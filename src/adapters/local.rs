//! Local adapter: the in-process rule engine as a `RiskScorer`.

use crate::domain::{self, ClinicalInput};
use crate::ports::{RiskScorer, Scored, ScorerKind, ScoringError};

/// Rule-engine scorer. Never fails and needs no configuration.
#[derive(Debug, Clone, Copy, Default)]
pub struct LocalScorer;

impl LocalScorer {
    #[must_use]
    pub fn new() -> Self {
        Self
    }

    /// Score the input with the rule engine.
    #[must_use]
    pub fn score(&self, input: &ClinicalInput) -> Scored {
        let missing = input.missing_fields();
        if !missing.is_empty() {
            tracing::debug!(
                "Scoring with {} missing field(s); they contribute nothing",
                missing.len()
            );
        }

        domain::evaluate(input).into()
    }
}

impl RiskScorer for LocalScorer {
    fn name(&self) -> &str {
        "local-rules"
    }

    fn kind(&self) -> ScorerKind {
        ScorerKind::Local
    }

    fn evaluate(&self, input: &ClinicalInput) -> Result<Scored, ScoringError> {
        Ok(self.score(input))
    }
}

#[cfg(test)]
mod tests {
    use super::*;

    #[test]
    fn test_local_matches_rule_engine() {
        let input = ClinicalInput::from_slice(&[
            58.0, 1.0, 1.0, 145.0, 210.0, 0.0, 1.0, 120.0, 0.0, 1.5, 1.0, 1.0, 3.0,
        ])
        .expect("Should build");

        let scored = LocalScorer::new().evaluate(&input).expect("Local never fails");
        assert_eq!(scored.assessment, domain::evaluate(&input));
        // 8 + 5 + 10 + 15 + 8 + 8 + 8 + 6 + 10
        assert_eq!(scored.assessment.risk_score(), 78);
        assert_eq!(scored.provenance.model_used, None);
    }

    #[test]
    fn test_empty_input_scores_zero() {
        let scored = LocalScorer::new()
            .evaluate(&ClinicalInput::default())
            .expect("Local never fails");
        assert_eq!(scored.assessment.risk_score(), 0);
    }
}
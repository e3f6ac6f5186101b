//! Runtime settings read from the environment.
//!
//! | Variable | Default |
//! |---|---|
//! | `CARDIORISK_REMOTE_URLS` | empty (local scoring only) |
//! | `CARDIORISK_REMOTE_TIMEOUT_MS` | `5000` |
//! | `CARDIORISK_POLICY` | `remote-then-local` if URLs are set, else `local` |
//! | `CARDIORISK_LOG_MODE` | `stderr` |
//! | `CARDIORISK_LOG_FILE` | `cardiorisk.log` |

use std::path::PathBuf;
use std::time::Duration;

use crate::application::ScoringPolicy;
use crate::CardioError;

const REMOTE_URLS_ENV: &str = "CARDIORISK_REMOTE_URLS";
const REMOTE_TIMEOUT_ENV: &str = "CARDIORISK_REMOTE_TIMEOUT_MS";
const POLICY_ENV: &str = "CARDIORISK_POLICY";
const LOG_MODE_ENV: &str = "CARDIORISK_LOG_MODE";
const LOG_FILE_ENV: &str = "CARDIORISK_LOG_FILE";

const DEFAULT_REMOTE_TIMEOUT_MS: u64 = 5000;
const DEFAULT_LOG_FILE: &str = "cardiorisk.log";

/// Where log output goes. Stdout is reserved for the report.
#[derive(Debug, Clone, Copy, PartialEq, Eq)]
pub enum LogMode {
    Stderr,
    File,
}

/// Settings for the scoring service and the binary.
#[derive(Debug, Clone, PartialEq)]
pub struct Settings {
    pub remote_endpoints: Vec<String>,
    pub remote_timeout: Duration,
    pub policy: ScoringPolicy,
    pub log_mode: LogMode,
    pub log_file: PathBuf,
}

impl Default for Settings {
    fn default() -> Self {
        Self {
            remote_endpoints: Vec::new(),
            remote_timeout: Duration::from_millis(DEFAULT_REMOTE_TIMEOUT_MS),
            policy: ScoringPolicy::LocalOnly,
            log_mode: LogMode::Stderr,
            log_file: PathBuf::from(DEFAULT_LOG_FILE),
        }
    }
}

impl Settings {
    /// Read settings from the process environment.
    ///
    /// # Errors
    /// Returns `CardioError::Config` if a variable holds an invalid value.
    pub fn from_env() -> Result<Self, CardioError> {
        Self::from_lookup(|key| std::env::var(key).ok())
    }

    /// Read settings through `lookup`, which maps a variable name to its value.
    ///
    /// # Errors
    /// Returns `CardioError::Config` if a variable holds an invalid value.
    pub fn from_lookup<F>(lookup: F) -> Result<Self, CardioError>
    where
        F: Fn(&str) -> Option<String>,
    {
        let defaults = Self::default();

        let remote_endpoints: Vec<String> = lookup(REMOTE_URLS_ENV)
            .map(|urls| {
                urls.split(',')
                    .map(str::trim)
                    .filter(|u| !u.is_empty())
                    .map(str::to_string)
                    .collect()
            })
            .unwrap_or_default();

        for url in &remote_endpoints {
            if !(url.starts_with("http://") || url.starts_with("https://")) {
                return Err(CardioError::Config(format!(
                    "{REMOTE_URLS_ENV}: '{url}' is not an http(s) URL"
                )));
            }
        }

        let remote_timeout = match lookup(REMOTE_TIMEOUT_ENV) {
            Some(raw) => match raw.trim().parse::<u64>() {
                Ok(ms) if ms > 0 => Duration::from_millis(ms),
                _ => {
                    return Err(CardioError::Config(format!(
                        "{REMOTE_TIMEOUT_ENV} must be a positive integer, got '{raw}'"
                    )))
                }
            },
            None => defaults.remote_timeout,
        };

        let policy = match lookup(POLICY_ENV).as_deref().map(str::trim) {
            Some("local") => ScoringPolicy::LocalOnly,
            Some("remote-then-local") => ScoringPolicy::RemoteThenLocal,
            Some(other) => {
                return Err(CardioError::Config(format!(
                    "{POLICY_ENV} must be 'local' or 'remote-then-local', got '{other}'"
                )))
            }
            None if remote_endpoints.is_empty() => ScoringPolicy::LocalOnly,
            None => ScoringPolicy::RemoteThenLocal,
        };

        let log_mode = match lookup(LOG_MODE_ENV).as_deref().map(str::trim) {
            None | Some("stderr") => LogMode::Stderr,
            Some("file") => LogMode::File,
            Some(other) => {
                return Err(CardioError::Config(format!(
                    "{LOG_MODE_ENV} must be 'stderr' or 'file', got '{other}'"
                )))
            }
        };

        let log_file = lookup(LOG_FILE_ENV)
            .map(PathBuf::from)
            .unwrap_or(defaults.log_file);

        Ok(Self {
            remote_endpoints,
            remote_timeout,
            policy,
            log_mode,
            log_file,
        })
    }
}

-- What is required --
In the entries above, which lines hold the string "Some"? Report all of them.

-- Output below --
            Some(raw) => match raw.trim().parse::<u64>() {
            Some("local") => ScoringPolicy::LocalOnly,
            Some("remote-then-local") => ScoringPolicy::RemoteThenLocal,
            Some(other) => {
            None | Some("stderr") => LogMode::Stderr,
            Some("file") => LogMode::File,
            Some(other) => {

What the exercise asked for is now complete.